The Challenge

We are getting close to being in a position of complete saturation in the jobs market. We now have more jobs open than we have workers looking for a job. That has not happened for a long time.

We now have over 6,000,000 jobs open across the country.

The most recent Gordon report, from Edward Gordon, one of our colleagues who focuses on training and education, said:

“Today is a watershed era similar to the Industrial Revolution of the late 19th and early 20th centuries. Then new methods of production required more educated workers. The factory system and the consequent growth of American cities sparked the development of public schooling at the local levels, that in turn led to the passing of compulsory schooling laws at the state level. The United States was the first nation in the world to institute compulsory tax-supported public education, and it was a key component in the economic and industrial expansion of the United States. It was history’s first comprehensive education-to employment system.

The spread of computer technology in today’s workplaces is again raising the demand for a more educated workforce. While there are some pockets of progress, too many Americans are not receiving the education needed for 21st-century jobs and careers. Our education-to-employment system clearly needs re-invention, but entrenched bureaucracies in business, education, and government stand in the way. Too many components of American society are caught in the blame game, instead of working together to find solutions.

There were deep divisions in American society one hundred years ago. Just as today, immigration and economic inequality stoked tensions. Yet as community after community discovered that the pain of defending the status quo was greater than that of systemic change, solutions were forged. I believe that we are at this point again. The United States was founded and still stands because of our belief in a better future for all. Americans have overcome formidable obstacles in the past. We can do it again!”

One of the keys here is the education to employment system. We are not satisfying the needs of our employers.

You have all read that I believe greatly in apprentice programs and mentorship programs as a means to get motivated people with good attitudes into the workforce. You also know that I am a huge fan of the German apprentice programs. Every year about half a million Germans enter the workforce through these apprenticeship programs. Apprenticeships are one of the foundations of Germany’s manufacturing prowess. Felix Raunier, a professor ate the University of Bremen, says even the US has started to notice. Raunier says “US society has stigmatized vocational education, so most parents see college as the only path to status and a good career for their children.” Ludger Deitmer, is international research coordinator at the Institute of Technology and Education at the University of Bremen. He thinks that vocational training should be one of the medicines, perhaps the key medicine, in how to make America Great Again.
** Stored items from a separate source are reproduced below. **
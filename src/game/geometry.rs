//! Integer bounding boxes for sprites.

/// Axis-aligned rectangle in whole world units. Edges are half-open:
/// `left..right` and `top..bottom`, so boxes that merely touch do not overlap.
#[derive(Debug, Clone, Copy, PartialEq, Eq)]
pub struct Rect {
    pub left: i32,
    pub top: i32,
    pub width: i32,
    pub height: i32,
}

impl Rect {
    /// Build a rect of the given size centered on `(cx, cy)`.
    ///
    /// Odd sizes put the extra unit on the right/bottom side.
    pub fn from_center(cx: i32, cy: i32, width: i32, height: i32) -> Self {
        Self {
            left: cx - width / 2,
            top: cy - height / 2,
            width,
            height,
        }
    }

    pub fn right(&self) -> i32 {
        self.left + self.width
    }

    pub fn bottom(&self) -> i32 {
        self.top + self.height
    }

    /// True if the two rects share any area.
    pub fn intersects(&self, other: &Rect) -> bool {
        self.left < other.right()
            && other.left < self.right()
            && self.top < other.bottom()
            && other.top < self.bottom()
    }
}

/// Truncate a float world position to the integer pixel center used for
/// hit boxes and drawing.
pub fn pixel_center(x: f64, y: f64) -> (i32, i32) {
    (x as i32, y as i32)
}

#[cfg(test)]
mod tests {
    use super::*;

    #[test]
    fn test_from_center_even_size() {
        let r = Rect::from_center(100, 500, 48, 80);
        assert_eq!(r.left, 76);
        assert_eq!(r.top, 460);
        assert_eq!(r.right(), 124);
        assert_eq!(r.bottom(), 540);
    }

    #[test]
    fn test_from_center_odd_size() {
        let r = Rect::from_center(10, 10, 5, 3);
        assert_eq!(r.left, 8);
        assert_eq!(r.right(), 13);
        assert_eq!(r.top, 9);
        assert_eq!(r.bottom(), 12);
    }

    #[test]
    fn test_intersects_overlap() {
        let a = Rect::from_center(100, 100, 20, 20);
        let b = Rect::from_center(110, 105, 20, 20);
        assert!(a.intersects(&b));
        assert!(b.intersects(&a));
    }

    #[test]
    fn test_touching_edges_do_not_intersect() {
        let a = Rect::from_center(100, 100, 20, 20);
        let b = Rect::from_center(120, 100, 20, 20);
        assert_eq!(a.right(), b.left);
        assert!(!a.intersects(&b));
    }

    #[test]
    fn test_vertical_gap_does_not_intersect() {
        let a = Rect::from_center(100, 100, 20, 20);
        let b = Rect::from_center(100, 150, 20, 20);
        assert!(!a.intersects(&b));
    }

    #[test]
    fn test_pixel_center_truncates() {
        assert_eq!(pixel_center(100.9, 482.5), (100, 482));
        assert_eq!(pixel_center(-52.7, 500.0), (-52, 500));
    }
}
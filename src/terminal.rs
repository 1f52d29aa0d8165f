//! Crossterm/ratatui frontend: owns the terminal for the lifetime of the game.

use crate::frame_loop::Frontend;
use crate::game::Session;
use crate::input::{map_event, InputEvent};
use crate::ui;
use crossterm::event::{self, DisableMouseCapture, EnableMouseCapture};
use crossterm::terminal::{
    disable_raw_mode, enable_raw_mode, EnterAlternateScreen, LeaveAlternateScreen,
};
use crossterm::{cursor, execute};
use ratatui::{backend::CrosstermBackend, Terminal};
use std::io::{self, Stdout};
use std::time::{Duration, Instant};

pub struct TerminalFrontend {
    terminal: Terminal<CrosstermBackend<Stdout>>,
}

impl TerminalFrontend {
    /// Switch the terminal into game mode: raw input, alternate screen,
    /// mouse capture, hidden cursor. Undone on drop.
    pub fn start() -> io::Result<Self> {
        enable_raw_mode()?;
        let mut stdout = io::stdout();
        if let Err(e) = execute!(stdout, EnterAlternateScreen, EnableMouseCapture, cursor::Hide) {
            restore_terminal();
            return Err(e);
        }
        let terminal = match Terminal::new(CrosstermBackend::new(stdout)) {
            Ok(terminal) => terminal,
            Err(e) => {
                restore_terminal();
                return Err(e);
            }
        };
        Ok(Self { terminal })
    }
}

impl Frontend for TerminalFrontend {
    fn wait_for_tick(&mut self, timeout: Duration) -> io::Result<Vec<InputEvent>> {
        let deadline = Instant::now() + timeout;
        let mut inputs = Vec::new();

        loop {
            let remaining = deadline.saturating_duration_since(Instant::now());
            if !event::poll(remaining)? {
                break;
            }
            if let Some(input) = map_event(&event::read()?) {
                inputs.push(input);
            }
            if remaining.is_zero() {
                break;
            }
        }

        Ok(inputs)
    }

    fn present(&mut self, session: &Session) -> io::Result<()> {
        self.terminal.draw(|frame| ui::draw(frame, session))?;
        Ok(())
    }
}

impl Drop for TerminalFrontend {
    fn drop(&mut self) {
        restore_terminal();
    }
}

/// Put the terminal back the way the shell expects it. Safe to call more
/// than once.
pub fn restore_terminal() {
    let _ = disable_raw_mode();
    let _ = execute!(
        io::stdout(),
        DisableMouseCapture,
        LeaveAlternateScreen,
        cursor::Show
    );
}
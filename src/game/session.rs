//! Session state machine: splash → playing → game over → splash.
//!
//! All mutable game state lives in [`Session`] and is passed explicitly into
//! the frame loop and renderer.

use super::collision::check_collision;
use super::event_log::EventLog;
use super::obstacle::Obstacle;
use super::stickman::Stickman;
use crate::constants::MAX_FRAME_DT;
use crate::input::{InputEvent, Key};

/// Which screen the session is on.
#[derive(Debug, Clone, Copy, PartialEq, Eq)]
pub enum GameState {
    Splash,
    Playing,
    GameOver,
}

impl GameState {
    pub fn name(&self) -> &'static str {
        match self {
            Self::Splash => "Title",
            Self::Playing => "Running",
            Self::GameOver => "Game over",
        }
    }
}

/// Something that happened during a frame, for the event log and tracing.
#[derive(Debug, Clone, Copy, PartialEq, Eq)]
pub enum SessionEvent {
    /// Left the splash screen.
    Started,
    /// Stickman left the ground.
    Jumped,
    /// Box wrapped around; `score` is the new total.
    ObstacleWrapped { score: u32 },
    /// Stickman hit the box.
    Collided { score: u32 },
    /// Back to the splash screen with a fresh stickman and box.
    Reset,
}

impl SessionEvent {
    /// Event log line, or `None` for events too frequent to list.
    pub fn log_message(&self) -> Option<String> {
        match self {
            Self::Started => Some("Run started".to_string()),
            Self::Jumped => None,
            Self::ObstacleWrapped { score } => Some(format!("Box cleared ({})", score)),
            Self::Collided { score } => Some(format!("Crashed with score {}", score)),
            Self::Reset => Some("Back to title".to_string()),
        }
    }

    pub fn is_alert(&self) -> bool {
        matches!(self, Self::Collided { .. })
    }
}

/// Whether the frame loop should keep going.
#[derive(Debug, Clone, Copy, PartialEq, Eq)]
pub enum LoopControl {
    Continue,
    Quit,
}

/// What one call to [`Session::run_frame`] did.
#[derive(Debug, Clone, PartialEq, Eq)]
pub struct FrameReport {
    pub control: LoopControl,
    pub events: Vec<SessionEvent>,
}

#[derive(Debug, Clone)]
pub struct Session {
    pub state: GameState,
    pub score: u32,
    pub stickman: Stickman,
    pub obstacle: Obstacle,
    /// Frames run since the process started (survives resets).
    pub frame_count: u64,
    pub log: EventLog,
}

impl Default for Session {
    fn default() -> Self {
        Self::new()
    }
}

impl Session {
    pub fn new() -> Self {
        Self {
            state: GameState::Splash,
            score: 0,
            stickman: Stickman::new(),
            obstacle: Obstacle::new(),
            frame_count: 0,
            log: EventLog::new(),
        }
    }

    /// Fresh stickman, box, and score; back to the splash screen.
    pub fn reset(&mut self) {
        self.score = 0;
        self.stickman = Stickman::new();
        self.obstacle = Obstacle::new();
        self.state = GameState::Splash;
    }

    /// Apply one input event to the state machine.
    ///
    /// `Quit` is not handled here; [`Session::run_frame`] turns it into
    /// [`LoopControl::Quit`].
    pub fn handle_input(&mut self, input: InputEvent) -> Option<SessionEvent> {
        let pressed = matches!(input, InputEvent::KeyDown(_) | InputEvent::PointerDown);
        match self.state {
            GameState::Splash if pressed => {
                self.state = GameState::Playing;
                Some(SessionEvent::Started)
            }
            GameState::Playing => {
                let wants_jump = matches!(
                    input,
                    InputEvent::KeyDown(Key::Space) | InputEvent::PointerDown
                );
                if wants_jump && self.stickman.start_jump() {
                    Some(SessionEvent::Jumped)
                } else {
                    None
                }
            }
            GameState::GameOver if pressed => {
                self.reset();
                Some(SessionEvent::Reset)
            }
            _ => None,
        }
    }

    /// Advance the world one frame. Does nothing outside `Playing`.
    pub fn update(&mut self, dt: f64) -> Vec<SessionEvent> {
        let mut events = Vec::new();
        if self.state != GameState::Playing {
            return events;
        }

        self.stickman.advance(dt);

        if self.obstacle.advance() {
            self.score += 1;
            events.push(SessionEvent::ObstacleWrapped { score: self.score });
        }

        if check_collision(&self.stickman, &self.obstacle) {
            self.state = GameState::GameOver;
            events.push(SessionEvent::Collided { score: self.score });
        }

        events
    }

    /// One iteration of the game loop minus drawing: apply this frame's
    /// inputs in order, then update with `dt` (seconds, clamped to
    /// `MAX_FRAME_DT`). A quit request still lets the rest of the frame run.
    pub fn run_frame(&mut self, inputs: &[InputEvent], dt: f64) -> FrameReport {
        self.frame_count += 1;

        let mut control = LoopControl::Continue;
        let mut events = Vec::new();

        for &input in inputs {
            if input == InputEvent::Quit {
                control = LoopControl::Quit;
                continue;
            }
            events.extend(self.handle_input(input));
        }

        let dt = dt.clamp(0.0, MAX_FRAME_DT);
        events.extend(self.update(dt));

        for event in &events {
            self.record(event);
        }
        if control == LoopControl::Quit {
            tracing::info!(frame = self.frame_count, score = self.score, "quit requested");
        }

        FrameReport { control, events }
    }

    fn record(&mut self, event: &SessionEvent) {
        match event {
            SessionEvent::Jumped => {
                tracing::debug!(frame = self.frame_count, x = self.stickman.x, "jump");
            }
            SessionEvent::Collided { score } => {
                tracing::info!(frame = self.frame_count, score, "collision");
            }
            _ => {
                tracing::info!(frame = self.frame_count, ?event, "session event");
            }
        }

        if let Some(message) = event.log_message() {
            self.log
                .add_entry(message, self.frame_count, event.is_alert());
        }
    }
}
Companies in the US are not completely on board to this approach. Apprentices, in Germany, earn income as they work in companies and go to school. There is a partnership between the schools and the employers.
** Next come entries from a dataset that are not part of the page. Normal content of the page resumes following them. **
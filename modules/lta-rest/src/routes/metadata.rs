use std::sync::Arc;

use axum::extract::{Path, Query, State};
use axum::http::StatusCode;
use axum::response::{IntoResponse, Json};
use lta_common::Metadata;
use lta_store::filter::MetadataFilter;
use serde::Deserialize;
use serde_json::json;
use uuid::Uuid;

use crate::auth::{AnyAuth, SystemAuth};
use crate::error::ApiError;
use crate::state::AppState;

pub async fn list_for_bundle(
    State(state): State<Arc<AppState>>,
    _auth: AnyAuth,
    Path(bundle_uuid): Path<Uuid>,
) -> Result<impl IntoResponse, ApiError> {
    let results = state.store.list_metadata_for_bundle(bundle_uuid).await?;
    Ok(Json(json!({ "results": results })))
}

#[derive(Deserialize)]
pub struct ListQuery {
    bundle_uuid: Option<Uuid>,
    limit: Option<i64>,
}

pub async fn list(
    State(state): State<Arc<AppState>>,
    _auth: AnyAuth,
    Query(q): Query<ListQuery>,
) -> Result<impl IntoResponse, ApiError> {
    let filter = MetadataFilter { bundle_uuid: q.bundle_uuid, limit: q.limit };
    let results = state.store.list_metadata(&filter).await?;
    Ok(Json(json!({ "results": results })))
}

pub async fn get_one(
    State(state): State<Arc<AppState>>,
    _auth: AnyAuth,
    Path(uuid): Path<Uuid>,
) -> Result<impl IntoResponse, ApiError> {
    let row = state.store.get_metadata(uuid).await?.ok_or(ApiError::NotFound)?;
    Ok(Json(row))
}

pub async fn delete_one(
    State(state): State<Arc<AppState>>,
    _auth: SystemAuth,
    Path(uuid): Path<Uuid>,
) -> Result<impl IntoResponse, ApiError> {
    state.store.delete_metadata(uuid).await?;
    Ok(StatusCode::NO_CONTENT)
}

#[derive(Deserialize)]
pub struct DeleteQuery {
    bundle_uuid: Uuid,
}

pub async fn delete_for_bundle(
    State(state): State<Arc<AppState>>,
    _auth: SystemAuth,
    Query(q): Query<DeleteQuery>,
) -> Result<impl IntoResponse, ApiError> {
    let count = state.store.delete_metadata_for_bundle(q.bundle_uuid).await?;
    Ok(Json(json!({ "count": count })))
}

#[derive(Deserialize)]
pub struct BulkCreateBody {
    metadata: Vec<Metadata>,
}

pub async fn bulk_create(
    State(state): State<Arc<AppState>>,
    _auth: SystemAuth,
    Json(body): Json<BulkCreateBody>,
) -> Result<impl IntoResponse, ApiError> {
    if body.metadata.is_empty() {
        return Err(ApiError::BadRequest("metadata list must not be empty".to_string()));
    }
    state.store.bulk_create_metadata(&body.metadata).await?;
    let uuids: Vec<Uuid> = body.metadata.iter().map(|m| m.uuid).collect();
    Ok((StatusCode::CREATED, Json(json!({ "metadata": uuids }))))
}

#[derive(Deserialize)]
pub struct BulkDeleteBody {
    metadata: Vec<Uuid>,
}

pub async fn bulk_delete(
    State(state): State<Arc<AppState>>,
    _auth: SystemAuth,
    Json(body): Json<BulkDeleteBody>,
) -> Result<impl IntoResponse, ApiError> {
    if body.metadata.is_empty() {
        return Err(ApiError::BadRequest("metadata list must not be empty".to_string()));
    }
    let count = state.store.bulk_delete_metadata(&body.metadata).await?;
    Ok(Json(json!({ "metadata": body.metadata, "count": count })))
}
//! Generic JSON-patch application over a safelist of columns.
//!
//! The REST surface's PATCH endpoints accept an arbitrary JSON object and
//! merge it onto the stored row, returning the merged view. Since the
//! column set per entity is small and fixed, each entity
//! declares a safelist mapping JSON field names to a `ColumnKind`, and
//! `apply_patch` builds one dynamic `UPDATE ... SET ...` statement from
//! whichever of those fields are present in the request body.

use chrono::{DateTime, Utc};
use serde_json::Value;
use sqlx::postgres::Postgres;
use sqlx::{PgPool, QueryBuilder};
use uuid::Uuid;

#[derive(Debug, Clone, Copy, PartialEq, Eq)]
pub enum ColumnKind {
    Text,
    OptText,
    Bool,
    OptBool,
    OptTimestampTz,
    OptBigInt,
    Jsonb,
    OptJsonb,
    TextArray,
}

pub struct ColumnSpec {
    pub field: &'static str,
    pub column: &'static str,
    pub kind: ColumnKind,
}

pub const fn col(field: &'static str, kind: ColumnKind) -> ColumnSpec {
    ColumnSpec { field, column: field, kind }
}

/// Apply `patch` onto `table` row `id` using the given safelist. Unknown
/// fields in `patch` are ignored (mirrors the original's permissive dict
/// update — the REST layer is responsible for 400ing identity-changing
/// fields like `uuid` before calling this). Returns the number of rows
/// affected (0 or 1 for a single-row patch).
pub async fn apply_patch(
    pool: &PgPool,
    table: &str,
    id_column: &str,
    id: Uuid,
    columns: &[ColumnSpec],
    patch: &serde_json::Map<String, Value>,
) -> Result<u64, sqlx::Error> {
    let mut sets: Vec<(&ColumnSpec, &Value)> = Vec::new();
    for spec in columns {
        if let Some(value) = patch.get(spec.field) {
            sets.push((spec, value));
        }
    }
    if sets.is_empty() {
        return Ok(1); // nothing to change is not an error
    }

    let mut qb: QueryBuilder<Postgres> = QueryBuilder::new(format!("UPDATE {table} SET "));
    let mut first = true;
    for (spec, value) in &sets {
        if !first {
            qb.push(", ");
        }
        first = false;
        qb.push(format!("{} = ", spec.column));
        push_bound_value(&mut qb, spec.kind, value);
    }
    qb.push(format!(" WHERE {id_column} = "));
    qb.push_bind(id);

    let result = qb.build().execute(pool).await?;
    Ok(result.rows_affected())
}

fn push_bound_value(qb: &mut QueryBuilder<Postgres>, kind: ColumnKind, value: &Value) {
    match kind {
        ColumnKind::Text => {
            qb.push_bind(value.as_str().unwrap_or_default().to_string());
        }
        ColumnKind::OptText => {
            qb.push_bind(value.as_str().map(|s| s.to_string()));
        }
        ColumnKind::Bool => {
            qb.push_bind(value.as_bool().unwrap_or(false));
        }
        ColumnKind::OptBool => {
            qb.push_bind(value.as_bool());
        }
        ColumnKind::OptTimestampTz => {
            let dt: Option<DateTime<Utc>> = if value.is_null() {
                None
            } else {
                value
                    .as_str()
                    .and_then(|s| DateTime::parse_from_rfc3339(s).ok())
                    .map(|dt| dt.with_timezone(&Utc))
            };
            qb.push_bind(dt);
        }
        ColumnKind::OptBigInt => {
            qb.push_bind(value.as_i64());
        }
        ColumnKind::Jsonb => {
            qb.push_bind(sqlx::types::Json(value.clone()));
        }
        ColumnKind::OptJsonb => {
            if value.is_null() {
                qb.push_bind(None::<sqlx::types::Json<Value>>);
            } else {
                qb.push_bind(Some(sqlx::types::Json(value.clone())));
            }
        }
        ColumnKind::TextArray => {
            let arr: Vec<String> = value
                .as_array()
                .map(|a| {
                    a.iter()
                        .filter_map(|v| v.as_str().map(|s| s.to_string()))
                        .collect()
                })
                .unwrap_or_else(|| value.as_str().map(|s| vec![s.to_string()]).unwrap_or_default());
            qb.push_bind(arr);
        }
    }
}

/// Safelist for `bundles`. `uuid` is deliberately absent — the REST layer
/// rejects a PATCH body that attempts to change it before reaching here.
pub fn bundle_columns() -> Vec<ColumnSpec> {
    vec![
        col("source", ColumnKind::Text),
        col("dest", ColumnKind::Text),
        col("path", ColumnKind::Text),
        col("bundle_path", ColumnKind::OptText),
        col("size", ColumnKind::OptBigInt),
        col("checksum", ColumnKind::Jsonb),
        col("status", ColumnKind::Text),
        col("reason", ColumnKind::Text),
        col("reason_details", ColumnKind::OptText),
        col("transfer_reference", ColumnKind::OptText),
        col("transfer_dest_path", ColumnKind::OptText),
        col("final_dest_location", ColumnKind::OptJsonb),
        col("update_timestamp", ColumnKind::OptTimestampTz),
        col("work_priority_timestamp", ColumnKind::OptTimestampTz),
        col("claimant", ColumnKind::OptText),
        col("claimed", ColumnKind::Bool),
        col("claim_timestamp", ColumnKind::OptTimestampTz),
        col("original_status", ColumnKind::OptText),
    ]
}

/// Safelist for `transfer_requests`.
pub fn transfer_request_columns() -> Vec<ColumnSpec> {
    vec![
        col("source", ColumnKind::Text),
        col("dest", ColumnKind::TextArray),
        col("path", ColumnKind::Text),
        col("status", ColumnKind::Text),
        col("update_timestamp", ColumnKind::OptTimestampTz),
        col("claimant", ColumnKind::OptText),
        col("claimed", ColumnKind::Bool),
        col("claim_timestamp", ColumnKind::OptTimestampTz),
        col("reason", ColumnKind::Text),
        col("work_priority_timestamp", ColumnKind::OptTimestampTz),
    ]
}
Marilyn Hewson, Chairman, President and CEO of Lockheed Martin, recently testified “to a new and pressing challenge: the shortage of skilled workers to fill the jobs being created by robust growth.” One survey by Industry Week found that nearly 40% of the aerospace companies believe that the skills gap has had an “extreme” effect on their ability to innovate and grow.

Last year the administration created the apprenticeship Task Force and issued an executive order to identify and remove the bureaucratic and regulatory impediments to apprenticeships. Apprenticeships help workers train on a specific craft or skill that a company needs. Lockheed Martin is creating 8,000 apprenticeship and workforce development opportunities in the next five years.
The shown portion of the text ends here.